J M Dubinsky et al. J Neurosci. 1991 Aug.

Abstract

Because hypoxic/ischemic neurodegeneration appears to be in part linked to glutamate neurotoxicity, we measured intracellular calcium (Ca2+i) levels in cultured hippocampal neurons during exposure to toxic doses of glutamate (GLU) and to an anoxic environment simulated by sodium cyanide (NaCN). Changes in Ca2+i produced by cyanide greatly exceeded those induced by GLU. The NaCN response was mimicked when oxidative metabolism was also disrupted by sodium azide, oligomycin, or dinitrophenol. Noncompetitive NMDA receptor antagonists and enzymatic GLU degradation abolished the GLU-induced Ca2+i increases and attenuated those produced by NaCN. Only NaCN-induced increases were blocked when dantrolene and ruthenium red were applied to prevent release from intracellular pools.
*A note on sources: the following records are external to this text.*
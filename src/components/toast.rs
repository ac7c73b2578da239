//! Toast notifications
//!
//! Transient messages stacked in the corner. Each toast dismisses itself
//! after [`TOAST_LIFETIME`] or when clicked.

use std::time::Duration;

use dioxus::prelude::*;

use crate::context::use_toasts;

/// How long a toast stays up on its own.
pub const TOAST_LIFETIME: Duration = Duration::from_secs(4);

#[derive(Clone, Copy, PartialEq, Eq, Debug)]
pub enum ToastKind {
    Success,
    Error,
}

#[derive(Clone, PartialEq, Debug)]
pub struct Toast {
    pub id: u64,
    pub kind: ToastKind,
    pub title: String,
    pub description: Option<String>,
}

/// Queue of visible toasts.
#[derive(Clone, Default, PartialEq, Debug)]
pub struct Toasts {
    next_id: u64,
    items: Vec<Toast>,
}

impl Toasts {
    pub fn push(&mut self, kind: ToastKind, title: &str, description: Option<&str>) -> u64 {
        let id = self.next_id;
        self.next_id += 1;
        self.items.push(Toast {
            id,
            kind,
            title: title.to_string(),
            description: description.map(str::to_string),
        });
        id
    }

    pub fn dismiss(&mut self, id: u64) {
        self.items.retain(|t| t.id != id);
    }

    pub fn items(&self) -> &[Toast] {
        &self.items
    }
}

/// Show a toast and schedule its removal.
///
/// The timer runs in the root scope, so it survives the caller unmounting
/// (a dialog that toasts and then closes itself).
pub fn notify(mut toasts: Signal<Toasts>, kind: ToastKind, title: &str, description: Option<&str>) {
    let id = toasts.write().push(kind, title, description);
    spawn_forever(async move {
        tokio::time::sleep(TOAST_LIFETIME).await;
        toasts.write().dismiss(id);
    });
}

/// Renders the toast queue.
#[component]
pub fn ToastStack() -> Element {
    let mut toasts = use_toasts();
    let items = toasts.read().items().to_vec();

    rsx! {
        div { class: "toast-stack",
            {items.into_iter().map(move |toast| {
                let id = toast.id;
                let class = match toast.kind {
                    ToastKind::Success => "toast",
                    ToastKind::Error => "toast toast--error",
                };
                rsx! {
                    div {
                        key: "{id}",
                        class: "{class}",
                        onclick: move |_| toasts.write().dismiss(id),

                        p { class: "toast__title", "{toast.title}" }
                        if let Some(desc) = toast.description {
                            p { class: "toast__description", "{desc}" }
                        }
                    }
                }
            })}
        }
    }
}

#[cfg(test)]
mod tests {
    use super::*;
    use std::cell::Cell;

    use dioxus::dioxus_core::{NoOpMutations, VirtualDom};

    #[test]
    fn test_push_and_dismiss() {
        let mut toasts = Toasts::default();
        let a = toasts.push(ToastKind::Success, "Copied to clipboard", None);
        let b = toasts.push(ToastKind::Error, "Failed to load ideas", Some("Please try again"));
        assert_ne!(a, b);
        assert_eq!(toasts.items().len(), 2);

        toasts.dismiss(a);
        assert_eq!(toasts.items().len(), 1);
        assert_eq!(toasts.items()[0].title, "Failed to load ideas");

        // Dismissing twice is harmless
        toasts.dismiss(a);
        assert_eq!(toasts.items().len(), 1);
    }

    thread_local! {
        static VISIBLE: Cell<usize> = const { Cell::new(0) };
    }

    fn Harness() -> Element {
        let toasts = use_context_provider(|| Signal::new(Toasts::default()));
        let mut open = use_signal(|| true);
        VISIBLE.with(|visible| visible.set(toasts.read().items().len()));

        rsx! {
            if open() {
                SelfClosing { on_done: move |_| open.set(false) }
            }
        }
    }

    /// Toasts, then asks its parent to unmount it.
    #[component]
    fn SelfClosing(on_done: EventHandler<()>) -> Element {
        let toasts = use_toasts();
        use_hook(move || {
            spawn(async move {
                notify(toasts, ToastKind::Success, "Awesome!", Some("Your commitment has been saved!"));
                on_done.call(());
            })
        });

        rsx! { p { "saving" } }
    }

    #[tokio::test(start_paused = true)]
    async fn test_toast_expires_after_its_caller_unmounts() {
        let mut dom = VirtualDom::new(Harness);
        dom.rebuild_in_place();

        let mut most_visible = 0;
        for _ in 0..100 {
            tokio::select! {
                _ = dom.wait_for_work() => {}
                _ = tokio::time::sleep(Duration::from_millis(100)) => {}
            }
            dom.render_immediate(&mut NoOpMutations);
            most_visible = most_visible.max(VISIBLE.with(Cell::get));
        }

        assert_eq!(most_visible, 1, "toast was never shown");
        assert_eq!(VISIBLE.with(Cell::get), 0, "toast outlived its lifetime");
    }
}
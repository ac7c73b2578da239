//! Social share links for a committed idea.

use urlencoding::encode;

/// Platforms the commitment dialog can share to.
#[derive(Debug, Clone, Copy, PartialEq, Eq, Hash)]
pub enum SharePlatform {
    Twitter,
    Facebook,
    WhatsApp,
}

impl SharePlatform {
    pub const ALL: [SharePlatform; 3] = [SharePlatform::Facebook, SharePlatform::Twitter, SharePlatform::WhatsApp];

    /// Button label.
    pub fn label(&self) -> &'static str {
        match self {
            SharePlatform::Twitter => "Tweet",
            SharePlatform::Facebook => "Share",
            SharePlatform::WhatsApp => "WhatsApp",
        }
    }

    /// Share intent URL for `text`. `page_url` is only used by Facebook.
    pub fn url(&self, text: &str, page_url: &str) -> String {
        let text = encode(text);
        match self {
            SharePlatform::Twitter => format!("https://twitter.com/intent/tweet?text={}", text),
            SharePlatform::Facebook => format!(
                "https://www.facebook.com/sharer/sharer.php?u={}&quote={}",
                encode(page_url),
                text
            ),
            SharePlatform::WhatsApp => format!("https://wa.me/?text={}", text),
        }
    }
}
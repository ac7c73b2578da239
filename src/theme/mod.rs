//! Visual theme for the Chesed Machine.

mod styles;

pub use styles::GLOBAL_STYLES;
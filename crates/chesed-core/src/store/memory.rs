//! In-process store with the hosted store's semantics.

use std::collections::BTreeMap;

use async_trait::async_trait;
use chrono::Utc;
use parking_lot::Mutex;

use super::{IdeaStore, COMMITMENTS_TABLE};
use crate::commitment::{Commitment, NewCommitment, ReminderContact};
use crate::counter::Counter;
use crate::error::{ChesedError, ChesedResult};
use crate::sheets::IdeaComponents;

#[derive(Debug)]
struct Tables {
    counter: Option<Counter>,
    commitments: BTreeMap<i64, Commitment>,
    next_commitment_id: i64,
    idea_components: Option<IdeaComponents>,
}

/// Store kept entirely in memory.
#[derive(Debug)]
pub struct MemoryStore {
    tables: Mutex<Tables>,
}

impl Default for MemoryStore {
    fn default() -> Self {
        Self::new()
    }
}

impl MemoryStore {
    /// Empty store whose counter row starts at zero.
    pub fn new() -> Self {
        Self::with_counter(0)
    }

    /// Empty store whose counter row starts at `count`.
    pub fn with_counter(count: i64) -> Self {
        Self {
            tables: Mutex::new(Tables {
                counter: Some(Counter::new(count)),
                commitments: BTreeMap::new(),
                next_commitment_id: 1,
                idea_components: None,
            }),
        }
    }

    /// Make the next inserted commitment receive `id`.
    pub fn with_next_commitment_id(self, id: i64) -> Self {
        self.tables.lock().next_commitment_id = id;
        self
    }

    /// Number of stored commitments.
    pub fn commitment_count(&self) -> usize {
        self.tables.lock().commitments.len()
    }
}

#[async_trait]
impl IdeaStore for MemoryStore {
    async fn fetch_counter(&self) -> ChesedResult<Counter> {
        Ok(self.tables.lock().counter.clone().unwrap_or_default())
    }

    async fn update_counter_if(&self, expected: i64, next: &Counter) -> ChesedResult<bool> {
        let mut tables = self.tables.lock();
        match tables.counter.as_mut() {
            Some(current) if current.count == expected => {
                *current = next.clone();
                Ok(true)
            }
            _ => Ok(false),
        }
    }

    async fn insert_commitment(&self, new: &NewCommitment) -> ChesedResult<Commitment> {
        let mut tables = self.tables.lock();
        let id = tables.next_commitment_id;
        tables.next_commitment_id += 1;

        let commitment = Commitment {
            id,
            action: new.action.clone(),
            recipient: new.recipient.clone(),
            time: new.time.clone(),
            full_text: new.full_text.clone(),
            user_name: new.user_name.clone(),
            user_email: new.user_email.clone(),
            created_at: Some(Utc::now()),
        };
        tables.commitments.insert(id, commitment.clone());
        Ok(commitment)
    }

    async fn attach_reminder(&self, id: i64, contact: &ReminderContact) -> ChesedResult<Commitment> {
        let mut tables = self.tables.lock();
        let commitment = tables
            .commitments
            .get_mut(&id)
            .ok_or_else(|| ChesedError::NotFound(format!("{} id={}", COMMITMENTS_TABLE, id)))?;
        commitment.user_name = Some(contact.name.clone());
        commitment.user_email = Some(contact.email.clone());
        Ok(commitment.clone())
    }

    async fn get_commitment(&self, id: i64) -> ChesedResult<Option<Commitment>> {
        Ok(self.tables.lock().commitments.get(&id).cloned())
    }

    async fn fetch_idea_components(&self) -> ChesedResult<Option<IdeaComponents>> {
        Ok(self.tables.lock().idea_components.clone())
    }

    async fn replace_idea_components(&self, components: &IdeaComponents) -> ChesedResult<()> {
        self.tables.lock().idea_components = Some(components.clone());
        Ok(())
    }
}

#[cfg(test)]
mod tests {
    use super::*;
    use crate::idea::Idea;

    #[tokio::test]
    async fn test_counter_conditional_update() {
        let store = MemoryStore::with_counter(5);

        assert!(!store.update_counter_if(4, &Counter::new(5)).await.unwrap());
        assert_eq!(store.fetch_counter().await.unwrap().count, 5);

        assert!(store.update_counter_if(5, &Counter::new(6)).await.unwrap());
        assert_eq!(store.fetch_counter().await.unwrap().count, 6);
    }

    #[tokio::test]
    async fn test_commitment_ids_are_sequential() {
        let store = MemoryStore::new().with_next_commitment_id(10);
        let new = NewCommitment::from_idea(&Idea::new("Visit", "a neighbor", "today"));

        let first = store.insert_commitment(&new).await.unwrap();
        let second = store.insert_commitment(&new).await.unwrap();

        assert_eq!(first.id, 10);
        assert_eq!(second.id, 11);
        assert!(first.created_at.is_some());
        assert_eq!(store.commitment_count(), 2);
    }

    #[tokio::test]
    async fn test_attach_reminder_to_missing_row() {
        let store = MemoryStore::new();
        let contact = ReminderContact::new("Ari", "a@b.com").unwrap();

        let err = store.attach_reminder(99, &contact).await.unwrap_err();
        assert!(matches!(err, ChesedError::NotFound(_)));
    }
}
All responses were reduced proportionally in the absence of added external calcium. These results suggest that extracellular GLU accumulation and subsequent activation of GLU receptors were involved in the NaCN response. During such metabolic compromise, however, GLU-induced elevations of Ca2+i were enormously amplified. In parallel toxicity studies, NaCN was not neurotoxic despite the large elevations in Ca2+i, indicating that a general elevation in cytoplasmic calcium does not necessarily predict neurodegeneration.